Scheinbar schwerelos…
…gleiten sie über das Wasser, als hätten sie die Schwerkraft für einen Moment außer Kraft gesetzt. Wenn die Wingfoiler bei den Sport Austria Finals powered by Österreichische Lotterien auf der Neuen Donau um die Medaillen kämpfen, verwandelt sich das Wiener Gewässer in eine Bühne für spektakuläre Manöver und faszinierende Flugphasen. Von 5. bis 7. Juni wird die Bundeshauptstadt zum Schauplatz eines der aufstrebensten Trends im internationalen Wassersport.
Wingfoil verbindet Elemente aus Surfen, Segeln und Kitesurfen zu einer Disziplin, die Geschwindigkeit, Dynamik und Freiheitsgefühl auf einzigartige Weise vereint. Die Athlet:innen stehen auf einem Board, unter dem ein Hydrofoil montiert ist – eine Unterwasser-Tragfläche, die das Board ab einer bestimmten Geschwindigkeit aus dem Wasser hebt. Angetrieben werden sie von einem sogenannten Wing, einem frei beweglichen, aufblasbaren Segel. Das Ergebnis: Die Fahrer schweben nahezu lautlos, elegant wirkend über die Wasseroberfläche.
Fluggefühle auf der Donauinsel
„Wenn das Board einmal abhebt, fühlt es sich an, als würde man fliegen. Genau dieses Gefühl macht den Reiz unserer Sportart aus“, sagt Youngster Luis Böhm. „Dazu kommt, dass man sehr schnell Fortschritte macht und ständig neue Herausforderungen findet.“
Während Wingfoilen normalerweise auf großen Seen oder am Meer mit weiten Distanzen betrieben wird, wartet bei den Sport Austria Finals eine besondere Herausforderung. Die Wettkämpfe finden auf der Neuen Donau nahe der Reichsbrücke statt. Ein vergleichsweise kompaktes Revier, das selbst die besten Athlet:innen vor neue Aufgaben stellt.

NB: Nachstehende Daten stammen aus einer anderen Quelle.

//! Multi-camera frustum culling.
//!
//! Frustums are built once per frame from the camera views, then every
//! instance box is tested against them. An instance is visible when it
//! touches any frustum.

pub mod frustum;
pub mod view;

pub use frustum::Frustum;
pub use view::CameraView;

use glam::Vec3;

use crate::math::{BoneTransform, BoundingBox};

/// World box of an instance: its location plus the mesh bounds scaled by the
/// largest instance scale. Rotation is ignored.
#[must_use]
pub fn instance_bounds(transform: &BoneTransform, mesh_bounds: &BoundingBox) -> BoundingBox {
    let scale = transform.max_scale();
    BoundingBox::from_center_extent(
        transform.translation + mesh_bounds.center() * scale,
        mesh_bounds.extent() * scale,
    )
}

/// Whether `bounds` touches any of `frustums`.
///
/// A sphere fully inside a frustum is accepted without the box test.
#[must_use]
pub fn is_visible(bounds: &BoundingBox, frustums: &[Frustum]) -> bool {
    let center: Vec3 = bounds.center();
    let radius = bounds.radius();
    frustums.iter().any(|frustum| {
        frustum.contains_sphere(center, radius)
            || (frustum.intersects_sphere(center, radius) && frustum.intersects_box(bounds))
    })
}
use crate::animation::values::Interpolatable;

#[derive(Debug, Clone, Copy, PartialEq, Eq, Default)]
#[cfg_attr(feature = "serde", derive(serde::Serialize, serde::Deserialize))]
pub enum InterpolationMode {
    #[default]
    Linear,
    Step,
    CubicSpline,
}

/// Keyframed values of one channel.
///
/// For [`InterpolationMode::CubicSpline`] every keyframe stores three values
/// (in-tangent, value, out-tangent), so `values.len() == times.len() * 3`.
#[derive(Debug, Clone)]
pub struct KeyframeTrack<T: Interpolatable> {
    pub times: Vec<f32>,
    pub values: Vec<T>,
    pub interpolation: InterpolationMode,
}

impl<T: Interpolatable> KeyframeTrack<T> {
    #[must_use]
    pub fn new(times: Vec<f32>, values: Vec<T>, interpolation: InterpolationMode) -> Self {
        Self {
            times,
            values,
            interpolation,
        }
    }

    /// Linear track from `(time, value)` pairs.
    #[must_use]
    pub fn linear(keys: &[(f32, T)]) -> Self {
        Self::new(
            keys.iter().map(|(t, _)| *t).collect(),
            keys.iter().map(|(_, v)| *v).collect(),
            InterpolationMode::Linear,
        )
    }

    #[inline]
    #[must_use]
    pub fn is_empty(&self) -> bool {
        self.times.is_empty()
    }

    /// Time of the last keyframe, 0 for empty tracks.
    #[must_use]
    pub fn end_time(&self) -> f32 {
        self.times.last().copied().unwrap_or(0.0)
    }

    /// Samples the track, clamping outside the keyed range.
    ///
    /// Returns `None` for an empty track.
    #[must_use]
    pub fn sample(&self, time: f32) -> Option<T> {
        if self.times.is_empty() {
            return None;
        }
        // partition_point finds the first index where t > time, i.e. next_index
        let next_idx = self.times.partition_point(|&t| t <= time);
        let index = next_idx.saturating_sub(1);
        self.sample_at_frame(index, time)
    }

    /// For Linear/Step the index is used directly, for CubicSpline the value
    /// sits at `index * 3 + 1`.
    fn value_at(&self, index: usize) -> Option<T> {
        match self.interpolation {
            InterpolationMode::CubicSpline => self.values.get(index * 3 + 1).copied(),
            _ => self.values.get(index).copied(),
        }
    }

    fn sample_at_frame(&self, index: usize, time: f32) -> Option<T> {
        let len = self.times.len();
        if index >= len - 1 || time <= self.times[0] {
            let clamped = if time <= self.times[0] { 0 } else { len - 1 };
            return self.value_at(clamped);
        }

        let next_idx = index + 1;
        let t0 = self.times[index];
        let t1 = self.times[next_idx];
        let dt = t1 - t0;

        let t = if dt > 1e-6 { (time - t0) / dt } else { 0.0 };
        let t = t.clamp(0.0, 1.0);

        match self.interpolation {
            InterpolationMode::Step => self.value_at(index),
            InterpolationMode::Linear => {
                let v0 = self.value_at(index)?;
                let v1 = self.value_at(next_idx)?;
                Some(T::interpolate_linear(v0, v1, t))
            }
            InterpolationMode::CubicSpline => {
                let i_prev = index * 3;
                let i_next = next_idx * 3;

                let v0 = *self.values.get(i_prev + 1)?;
                let out_tangent0 = *self.values.get(i_prev + 2)?;
                let in_tangent1 = *self.values.get(i_next)?;
                let v1 = *self.values.get(i_next + 1)?;

                Some(T::interpolate_cubic(v0, out_tangent0, in_tangent1, v1, t, dt))
            }
        }
    }
}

„Der Bewerb auf der Donau wird deutlich technischer und weniger vorhersehbar, weil die Bedingungen enger und stark von Wind und Umgebung abhängig sind. Gerade das macht es aber auch spannend. Man muss sich anpassen, etwas anderes Material fahren und kann sich nicht einfach auf gewohnte Abläufe verlassen“, erklärt Dieter Lang.
Der Wind, der Wind…
Der Routinier kennt die Bedingungen wie kaum ein anderer, war er doch im vergangenen Jahr über 180 Tage auf dem Donauwasser unterwegs. „Das ist nur möglich, weil beim Wingfoilen deutlich weniger Wind als bei ähnlichen Disziplinen wie Wind- oder Kitesurfen nötig ist“, sagt Lang. Sollte der Wind dennoch einmal Pause machen, wechseln viele Athlet:innen kurzerhand vom Wing- aufs Pumpfoil und bleiben so weiter auf dem Wasser aktiv.
Für Zuschauerinnen und Zuschauer bietet Wingfoil beste Unterhaltung. Im Speed-Bewerb zählt jede Sekunde auf dem Kurs, während im Freestyle spektakuläre Sprünge, Rotationen und technische Manöver über Sieg oder Niederlage entscheiden. Die unmittelbare Nähe zum Geschehen macht die Sportart bei den Sport Austria Finals besonders erlebbar und zeigt, warum Wingfoil weltweit zu den großen Trends im Wassersport zählt.